If your practice uses intraocular photography for cosmetic assessment, refractive planning, or general wellness screening, those services are not covered under NCD 56. Do not bill them to Medicare.
CMS Intraocular Photography Billing Guidelines and Action Items 2026
| # | Action Item |
|---|---|
| 1 | Audit your diagnosis pairing before January 9, 2026. Pull your last 90 days of intraocular photography claims. Check that every claim pairs the procedure with one of the seven covered indications. Fix any mismatches now, not after a denial. |
| 2 | Confirm your procedure codes with your MAC. NCD 56 does not list specific CPT or HCPCS codes. Contact your Medicare Administrative Contractor to confirm which codes they recognize for intraocular photography under this NCD. Using the wrong procedure code is one of the most common causes of claim denial for this type of service. |
| 3 | Tighten documentation for CNS indications. "Other central nervous system abnormalities" is the most exposed category in this policy. Train your providers to name the specific CNS condition in the clinical note — not just reference the category. Auditors will look here first. |
| 4 | Check for a local coverage determination from your MAC. NCD 56 sets the national floor. Your MAC may have issued an LCD that adds documentation requirements, frequency limits, or additional covered codes. Search the CMS Coverage Database by your MAC and procedure type. |
| 5 | Update your charge capture workflow to flag out-of-scope diagnoses. If your practice bills intraocular photography with ICD-10 codes outside the seven covered conditions, build a charge capture rule to catch those before submission. A front-end scrub is cheaper than a retroactive refund. |
| 6 | Verify prior auth requirements with your MAC. NCD 56 does not require prior authorization. But some MACs add requirements at the local level. Confirm your MAC's position before the effective date of January 9, 2026. |
| 7 | If your payer mix includes both Medicare and commercial plans, don't assume alignment. Commercial payers have their own intraocular photography billing guidelines. What CMS covers under NCD 56 does not automatically transfer to Aetna, Cigna, or UnitedHealthcare policies. Review those separately. |
If your practice has high volume in diabetic retinopathy or glaucoma management, this policy update has real financial exposure. Talk to your compliance officer about whether your current documentation templates meet the "reasonable and necessary" standard CMS requires.

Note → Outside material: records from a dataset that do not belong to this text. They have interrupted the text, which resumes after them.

//! Scripted opponents that never call a model.

use super::traits::{Agent, MemoryCapability, MemoryUpdate, RoundQuestion, StepOutput, StepPrompt};
use crate::game::division::format_amount;
use async_trait::async_trait;

/// Plays the same move every round.
#[derive(Debug, Clone)]
pub struct FixedMoveAgent {
    fixed_move: char,
}

impl FixedMoveAgent {
    pub fn new(fixed_move: char) -> Self {
        Self { fixed_move }
    }
}

#[async_trait]
impl Agent for FixedMoveAgent {
    fn name(&self) -> &str {
        "fixed_move"
    }

    async fn init_memory(&mut self) -> anyhow::Result<()> {
        Ok(())
    }

    async fn make_step(&mut self, _prompt: StepPrompt) -> anyhow::Result<StepOutput> {
        Ok(self.fixed_move.to_string().into())
    }
}

/// Plays `first` on even rounds and `second` on odd ones.
#[derive(Debug, Clone)]
pub struct AlternatingAgent {
    first: char,
    second: char,
}

impl AlternatingAgent {
    pub fn new(first: char, second: char) -> Self {
        Self { first, second }
    }
}

#[async_trait]
impl Agent for AlternatingAgent {
    fn name(&self) -> &str {
        "alternating"
    }

    async fn init_memory(&mut self) -> anyhow::Result<()> {
        Ok(())
    }

    async fn make_step(&mut self, prompt: StepPrompt) -> anyhow::Result<StepOutput> {
        let round = prompt.round().unwrap_or(0);
        let mv = if round % 2 == 0 { self.first } else { self.second };
        Ok(mv.to_string().into())
    }
}

/// Tit-for-tat: opens cooperatively, then repeats the opponent's last move.
#[derive(Debug, Clone)]
pub struct ImitativeAgent {
    cooperative_move: char,
    last_seen: Option<char>,
}

impl ImitativeAgent {
    pub fn new(cooperative_move: char) -> Self {
        Self {
            cooperative_move,
            last_seen: None,
        }
    }
}

#[async_trait]
impl Agent for ImitativeAgent {
    fn name(&self) -> &str {
        "imitative"
    }

    async fn init_memory(&mut self) -> anyhow::Result<()> {
        self.last_seen = None;
        Ok(())
    }

    async fn make_step(&mut self, _prompt: StepPrompt) -> anyhow::Result<StepOutput> {
        let mv = self.last_seen.unwrap_or(self.cooperative_move);
        Ok(mv.to_string().into())
    }

    fn memory(&mut self) -> Option<&mut dyn MemoryCapability> {
        Some(self)
    }
}

#[async_trait]
impl MemoryCapability for ImitativeAgent {
    async fn update_memory(&mut self, update: &MemoryUpdate) -> anyhow::Result<String> {
        self.last_seen = Some(update.opponent_move);
        Ok(format!(
            "Imitative Agent: opponent played {} in round {}",
            update.opponent_move,
            update.round + 1
        ))
    }
}

/// Division-game seat driven by a fixed give-away share.
///
/// As proposer it offers `total_sum * ratio`; as responder it accepts any
/// offer of at least that share.
#[derive(Debug, Clone)]
pub struct RatioDivisionAgent {
    ratio: f64,
    question: Option<RoundQuestion>,
}

impl RatioDivisionAgent {
    pub fn new(ratio: f64) -> Self {
        Self {
            ratio,
            question: None,
        }
    }
}

#[async_trait]
impl Agent for RatioDivisionAgent {
    fn name(&self) -> &str {
        "ratio_division"
    }

    async fn init_memory(&mut self) -> anyhow::Result<()> {
        self.question = None;
        Ok(())
    }

    async fn make_step(&mut self, _prompt: StepPrompt) -> anyhow::Result<StepOutput> {
        let Some(question) = &self.question else {
            anyhow::bail!(
                "ratio division agent asked to decide before a round question was prepared"
            );
        };
        let threshold = question.total_sum * self.ratio;
        let tolerance = 1e-9 * question.total_sum.abs().max(1.0);
        let decision = match question.give_sum {
            Some(offer) if offer + tolerance >= threshold => "ACCEPT".to_string(),
            Some(_) => "REJECT".to_string(),
            None => {
                let give = threshold;
                let keep = question.total_sum - give;
                format!("{};{}", format_amount(keep), format_amount(give))
            }
        };
        Ok(decision.into())
    }

    fn prepare_round_question(&mut self, question: &RoundQuestion) -> anyhow::Result<()> {
        self.question = Some(question.clone());
        Ok(())
    }
}
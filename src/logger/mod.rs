//! Append-only, per-run record store.
//!
//! A run directory holds whole-document JSON snapshots and one headerless
//! CSV table per [`Category`], each row `timestamp, agent1, agent2`. The
//! logger never reads its own output back.

pub mod csv;
mod run_id;

pub use run_id::{RunIdentity, model_short_name};

use crate::error::LogError;
use crate::game::Pair;
use chrono::Local;
use serde::Serialize;
use std::fs::{self, OpenOptions};
use std::io::Write;
use std::path::{Path, PathBuf};
use strum::{AsRefStr, EnumIter, EnumString, IntoEnumIterator};

const ROW_TIMESTAMP_FORMAT: &str = "%Y-%m-%d %H:%M:%S";
const READABLE_SUMMARY_FILE: &str = "readable_summary.txt";
const SECTION_SEPARATOR: &str = "------------";
const SUMMARY_TERMINATOR: &str = "============";

/// Tabular record categories. The string form is the table's file stem.
#[derive(Debug, Clone, Copy, PartialEq, Eq, Hash, AsRefStr, EnumString, EnumIter)]
#[strum(serialize_all = "snake_case")]
pub enum Category {
    Decisions,
    DecisionsScratchpad,
    InnerEmotions,
    OuterEmotions,
    Memory,
    DivDecisions,
    DivDecisionsScratchpad,
}

impl Category {
    pub fn file_name(self) -> String {
        format!("{}.csv", self.as_ref())
    }
}

/// Two-sided run logger. One writer per run directory; rows are appended
/// without locking.
#[derive(Debug, Clone)]
pub struct TwoAgentsLogger {
    run: RunIdentity,
    run_dir: PathBuf,
    categories: Vec<Category>,
}

impl TwoAgentsLogger {
    /// Creates `<logs_root>/<run>` if needed and registers `categories`.
    pub fn new(
        logs_root: impl AsRef<Path>,
        run: RunIdentity,
        categories: Vec<Category>,
    ) -> Result<Self, LogError> {
        let run_dir = logs_root.as_ref().join(run.as_str());
        fs::create_dir_all(&run_dir).map_err(|source| io_error(&run_dir, source))?;
        tracing::debug!(run = %run, dir = %run_dir.display(), "opened run directory");
        Ok(Self {
            run,
            run_dir,
            categories,
        })
    }

    /// Logger with every game category registered.
    pub fn for_games(logs_root: impl AsRef<Path>, run: RunIdentity) -> Result<Self, LogError> {
        Self::new(logs_root, run, Category::iter().collect())
    }

    pub fn run(&self) -> &RunIdentity {
        &self.run
    }

    pub fn run_dir(&self) -> &Path {
        &self.run_dir
    }

    /// Writes `<name>.json`, replacing an earlier document of the same name.
    pub fn log_document<T: Serialize + ?Sized>(
        &self,
        name: &str,
        document: &T,
    ) -> Result<PathBuf, LogError> {
        let path = self.run_dir.join(format!("{name}.json"));
        let mut buffer = Vec::new();
        let formatter = serde_json::ser::PrettyFormatter::with_indent(b"    ");
        let mut serializer = serde_json::Serializer::with_formatter(&mut buffer, formatter);
        document
            .serialize(&mut serializer)
            .map_err(|source| LogError::Serialize {
                name: name.to_string(),
                source,
            })?;
        fs::write(&path, buffer).map_err(|source| io_error(&path, source))?;
        Ok(path)
    }

    /// Appends one timestamped row to the category's table.
    pub fn log_round(&self, category: Category, row: Pair<&str>) -> Result<(), LogError> {
        if !self.categories.contains(&category) {
            return Err(LogError::UnregisteredCategory(category.as_ref().to_string()));
        }

        let path = self.run_dir.join(category.file_name());
        let timestamp = Local::now().format(ROW_TIMESTAMP_FORMAT).to_string();
        let line = csv::encode_row(&[timestamp.as_str(), row.agent1, row.agent2]);
        let mut file = OpenOptions::new()
            .create(true)
            .append(true)
            .open(&path)
            .map_err(|source| io_error(&path, source))?;
        file.write_all(line.as_bytes())
            .map_err(|source| io_error(&path, source))
    }

    /// Same as [`Self::log_round`] with the category given by its table name.
    pub fn log_round_named(&self, category: &str, row: Pair<&str>) -> Result<(), LogError> {
        let parsed = category
            .parse::<Category>()
            .map_err(|_| LogError::UnknownCategory(category.to_string()))?;
        self.log_round(parsed, row)
    }

    /// Appends titled sections to the human-readable run summary.
    pub fn append_readable_summary(
        &self,
        sections: &[(&str, serde_json::Value)],
    ) -> Result<(), LogError> {
        let path = self.run_dir.join(READABLE_SUMMARY_FILE);
        let mut text = String::new();
        for (title, value) in sections {
            text.push_str(title);
            text.push('\n');
            match value {
                serde_json::Value::String(s) => text.push_str(s),
                other => text.push_str(&other.to_string()),
            }
            text.push('\n');
            text.push_str(SECTION_SEPARATOR);
            text.push('\n');
        }
        text.push_str(SUMMARY_TERMINATOR);
        text.push('\n');

        let mut file = OpenOptions::new()
            .create(true)
            .append(true)
            .open(&path)
            .map_err(|source| io_error(&path, source))?;
        file.write_all(text.as_bytes())
            .map_err(|source| io_error(&path, source))
    }
}

fn io_error(path: &Path, source: std::io::Error) -> LogError {
    LogError::Io {
        path: path.display().to_string(),
        source,
    }
}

| Previous Version | Current Version |
|---|---|
| Coverage is considered experimental and investigational for all indications | Coverage is considered medically necessary when specific criteria are met |
| Prior authorization is not required | Prior authorization is required for initial treatment |
| Documentation must include clinical history | Documentation must include clinical history |
| Re-review every 24 months | Re-review every 12 months with updated clinical documentation |
CPT, HCPCS, and ICD-10 Codes for Intraocular Photography Under NCD 56
Covered CPT and HCPCS Codes
The NCD 56 policy document does not list specific CPT or HCPCS codes. This is a known gap in this coverage policy.
You need to identify the correct procedure codes through your Medicare Administrative Contractor. Commonly billed codes for intraocular photography include fundus photography codes in the CPT 92000 series — but do not bill those codes based on this blog post. Confirm the specific codes your MAC recognizes under NCD 56 before submitting claims after January 9, 2026.
Key ICD-10-CM Diagnosis Codes
The policy does not list specific ICD-10 codes. However, the seven covered indications map to ICD-10 categories your billing team should already use. Work with your coding staff to build a crosswalk from NCD 56's covered indications to your practice's active ICD-10-CM codes. That crosswalk should be in your charge capture system before the effective date.